■ **Task item**: From the first line of the entries below, reproduce everything exactly through the line with "and allocates backend", and nothing more.

■ **Entries provided**:
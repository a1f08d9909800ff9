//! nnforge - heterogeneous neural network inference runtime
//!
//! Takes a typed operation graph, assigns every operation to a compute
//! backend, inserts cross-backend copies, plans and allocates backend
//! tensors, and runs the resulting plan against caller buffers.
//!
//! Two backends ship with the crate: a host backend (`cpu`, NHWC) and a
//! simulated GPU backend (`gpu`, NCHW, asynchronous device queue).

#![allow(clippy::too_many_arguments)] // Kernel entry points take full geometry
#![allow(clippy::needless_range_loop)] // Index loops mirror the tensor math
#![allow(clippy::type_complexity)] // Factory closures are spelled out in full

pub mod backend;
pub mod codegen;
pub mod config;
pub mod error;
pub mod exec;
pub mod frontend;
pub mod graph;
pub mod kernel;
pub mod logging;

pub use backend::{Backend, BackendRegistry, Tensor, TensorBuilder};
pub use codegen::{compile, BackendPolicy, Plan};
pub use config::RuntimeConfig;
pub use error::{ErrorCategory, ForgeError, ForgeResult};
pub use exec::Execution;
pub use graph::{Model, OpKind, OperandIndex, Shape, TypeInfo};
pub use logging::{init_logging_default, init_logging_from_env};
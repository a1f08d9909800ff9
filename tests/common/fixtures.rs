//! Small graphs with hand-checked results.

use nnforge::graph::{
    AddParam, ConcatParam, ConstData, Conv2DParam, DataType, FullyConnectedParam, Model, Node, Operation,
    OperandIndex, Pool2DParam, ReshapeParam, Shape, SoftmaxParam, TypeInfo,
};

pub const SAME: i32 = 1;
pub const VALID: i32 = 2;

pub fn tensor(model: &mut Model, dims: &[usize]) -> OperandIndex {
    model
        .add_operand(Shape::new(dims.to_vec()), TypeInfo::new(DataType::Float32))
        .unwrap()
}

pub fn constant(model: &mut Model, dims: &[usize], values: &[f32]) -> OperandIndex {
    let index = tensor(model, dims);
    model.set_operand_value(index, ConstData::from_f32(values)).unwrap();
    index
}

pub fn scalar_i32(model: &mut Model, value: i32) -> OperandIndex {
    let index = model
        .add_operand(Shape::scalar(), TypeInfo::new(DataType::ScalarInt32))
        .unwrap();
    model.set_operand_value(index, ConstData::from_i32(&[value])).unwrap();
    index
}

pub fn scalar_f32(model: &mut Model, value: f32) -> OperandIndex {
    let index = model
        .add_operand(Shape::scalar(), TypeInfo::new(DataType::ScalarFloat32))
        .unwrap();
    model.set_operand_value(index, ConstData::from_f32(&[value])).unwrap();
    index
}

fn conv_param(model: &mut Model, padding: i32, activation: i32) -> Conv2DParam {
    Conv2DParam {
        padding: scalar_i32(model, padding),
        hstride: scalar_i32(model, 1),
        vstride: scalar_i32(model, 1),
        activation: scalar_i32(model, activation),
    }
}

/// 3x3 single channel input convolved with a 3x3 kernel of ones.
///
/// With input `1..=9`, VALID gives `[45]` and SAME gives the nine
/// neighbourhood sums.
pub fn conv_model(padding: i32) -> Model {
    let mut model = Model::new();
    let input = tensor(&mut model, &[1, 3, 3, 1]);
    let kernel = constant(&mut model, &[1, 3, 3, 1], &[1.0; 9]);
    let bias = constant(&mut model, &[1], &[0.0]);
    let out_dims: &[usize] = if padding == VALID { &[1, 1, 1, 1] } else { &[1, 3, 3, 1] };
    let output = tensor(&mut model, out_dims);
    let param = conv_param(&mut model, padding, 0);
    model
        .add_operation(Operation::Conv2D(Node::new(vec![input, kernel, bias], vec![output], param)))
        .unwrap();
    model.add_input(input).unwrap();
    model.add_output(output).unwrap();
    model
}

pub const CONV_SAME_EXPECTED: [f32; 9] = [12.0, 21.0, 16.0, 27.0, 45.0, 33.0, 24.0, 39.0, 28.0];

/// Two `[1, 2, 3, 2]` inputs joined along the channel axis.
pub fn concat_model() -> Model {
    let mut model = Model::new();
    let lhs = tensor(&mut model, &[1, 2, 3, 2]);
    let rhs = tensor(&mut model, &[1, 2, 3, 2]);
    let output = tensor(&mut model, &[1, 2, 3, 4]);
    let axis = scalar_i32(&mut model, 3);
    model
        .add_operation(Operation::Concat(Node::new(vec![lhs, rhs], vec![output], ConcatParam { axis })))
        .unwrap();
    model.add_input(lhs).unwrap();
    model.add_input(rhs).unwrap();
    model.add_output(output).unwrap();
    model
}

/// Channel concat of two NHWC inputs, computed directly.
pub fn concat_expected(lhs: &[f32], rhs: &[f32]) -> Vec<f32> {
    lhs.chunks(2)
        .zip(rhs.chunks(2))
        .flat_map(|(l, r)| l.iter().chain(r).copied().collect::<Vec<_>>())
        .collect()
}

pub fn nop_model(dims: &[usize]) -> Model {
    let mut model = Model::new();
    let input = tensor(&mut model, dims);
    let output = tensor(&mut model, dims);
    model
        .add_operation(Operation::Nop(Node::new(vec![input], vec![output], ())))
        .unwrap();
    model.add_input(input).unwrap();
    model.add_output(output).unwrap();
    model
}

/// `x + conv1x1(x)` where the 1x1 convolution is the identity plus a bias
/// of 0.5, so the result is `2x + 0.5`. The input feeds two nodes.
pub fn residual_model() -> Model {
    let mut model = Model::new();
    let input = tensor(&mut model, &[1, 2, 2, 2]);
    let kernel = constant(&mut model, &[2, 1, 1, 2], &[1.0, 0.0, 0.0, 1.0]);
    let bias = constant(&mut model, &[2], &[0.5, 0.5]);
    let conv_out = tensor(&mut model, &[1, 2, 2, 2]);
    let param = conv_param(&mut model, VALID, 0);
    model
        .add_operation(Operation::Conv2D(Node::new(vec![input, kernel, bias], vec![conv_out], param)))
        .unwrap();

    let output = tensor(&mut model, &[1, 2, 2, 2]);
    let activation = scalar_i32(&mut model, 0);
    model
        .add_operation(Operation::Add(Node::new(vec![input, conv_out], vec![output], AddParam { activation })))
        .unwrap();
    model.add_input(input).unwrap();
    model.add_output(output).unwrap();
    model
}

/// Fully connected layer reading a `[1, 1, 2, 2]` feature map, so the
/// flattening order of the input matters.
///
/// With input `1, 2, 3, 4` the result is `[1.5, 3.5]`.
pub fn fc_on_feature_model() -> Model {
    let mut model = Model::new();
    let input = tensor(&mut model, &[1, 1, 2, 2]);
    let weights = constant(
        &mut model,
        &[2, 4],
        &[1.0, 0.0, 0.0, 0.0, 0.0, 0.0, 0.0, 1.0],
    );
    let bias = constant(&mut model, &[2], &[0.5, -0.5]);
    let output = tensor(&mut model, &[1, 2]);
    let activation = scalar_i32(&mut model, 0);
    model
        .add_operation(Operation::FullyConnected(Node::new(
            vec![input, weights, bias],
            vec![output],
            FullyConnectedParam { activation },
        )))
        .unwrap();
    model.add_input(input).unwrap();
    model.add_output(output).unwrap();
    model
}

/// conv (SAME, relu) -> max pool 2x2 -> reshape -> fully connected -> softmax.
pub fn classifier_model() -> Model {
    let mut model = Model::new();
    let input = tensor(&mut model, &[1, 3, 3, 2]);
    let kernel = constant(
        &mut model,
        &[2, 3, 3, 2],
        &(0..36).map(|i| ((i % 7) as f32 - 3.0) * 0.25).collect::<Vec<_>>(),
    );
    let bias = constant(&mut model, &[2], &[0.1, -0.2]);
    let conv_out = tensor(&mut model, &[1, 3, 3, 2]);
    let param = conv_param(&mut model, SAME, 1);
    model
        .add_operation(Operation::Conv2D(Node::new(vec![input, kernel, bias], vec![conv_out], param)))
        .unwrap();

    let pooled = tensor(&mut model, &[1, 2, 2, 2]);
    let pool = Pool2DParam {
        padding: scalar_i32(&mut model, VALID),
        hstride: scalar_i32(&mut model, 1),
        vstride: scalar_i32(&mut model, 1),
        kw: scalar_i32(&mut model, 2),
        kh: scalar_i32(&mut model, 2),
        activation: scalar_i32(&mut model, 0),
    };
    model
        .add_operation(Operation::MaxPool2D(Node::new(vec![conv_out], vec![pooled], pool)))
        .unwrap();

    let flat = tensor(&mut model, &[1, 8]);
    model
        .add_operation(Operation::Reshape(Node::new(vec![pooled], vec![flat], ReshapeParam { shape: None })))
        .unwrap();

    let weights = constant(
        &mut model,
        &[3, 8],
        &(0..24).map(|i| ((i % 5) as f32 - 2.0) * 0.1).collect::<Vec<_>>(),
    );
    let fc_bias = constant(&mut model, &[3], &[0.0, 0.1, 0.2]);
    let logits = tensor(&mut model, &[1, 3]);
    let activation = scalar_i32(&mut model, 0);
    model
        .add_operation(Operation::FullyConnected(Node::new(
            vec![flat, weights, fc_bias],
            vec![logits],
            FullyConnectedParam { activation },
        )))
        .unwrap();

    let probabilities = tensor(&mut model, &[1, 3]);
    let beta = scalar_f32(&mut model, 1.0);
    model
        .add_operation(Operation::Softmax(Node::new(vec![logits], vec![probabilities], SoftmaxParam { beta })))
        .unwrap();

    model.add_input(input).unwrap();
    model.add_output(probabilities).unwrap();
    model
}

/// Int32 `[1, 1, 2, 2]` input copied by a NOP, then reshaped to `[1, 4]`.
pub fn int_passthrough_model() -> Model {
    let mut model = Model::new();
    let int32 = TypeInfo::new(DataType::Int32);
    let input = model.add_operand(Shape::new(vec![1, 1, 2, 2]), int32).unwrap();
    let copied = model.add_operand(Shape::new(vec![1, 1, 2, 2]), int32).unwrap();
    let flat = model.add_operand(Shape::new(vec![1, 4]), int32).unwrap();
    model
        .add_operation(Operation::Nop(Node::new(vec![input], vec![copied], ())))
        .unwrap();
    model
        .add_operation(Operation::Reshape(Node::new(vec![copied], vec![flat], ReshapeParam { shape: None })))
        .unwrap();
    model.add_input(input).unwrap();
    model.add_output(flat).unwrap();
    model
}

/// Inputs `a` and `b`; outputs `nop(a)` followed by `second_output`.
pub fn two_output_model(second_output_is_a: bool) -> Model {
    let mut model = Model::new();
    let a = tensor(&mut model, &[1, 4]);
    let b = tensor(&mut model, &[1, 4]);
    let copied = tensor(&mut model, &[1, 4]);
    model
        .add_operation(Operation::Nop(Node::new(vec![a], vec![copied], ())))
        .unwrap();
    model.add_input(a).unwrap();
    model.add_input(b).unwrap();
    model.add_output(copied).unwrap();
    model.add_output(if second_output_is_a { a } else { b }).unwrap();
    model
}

■ **Expected answer**:
repository a1f08d9909800ff9
//! nnforge - heterogeneous neural network inference runtime
//!
//! Takes a typed operation graph, assigns every operation to a compute
//! backend, inserts cross-backend copies, plans and allocates backend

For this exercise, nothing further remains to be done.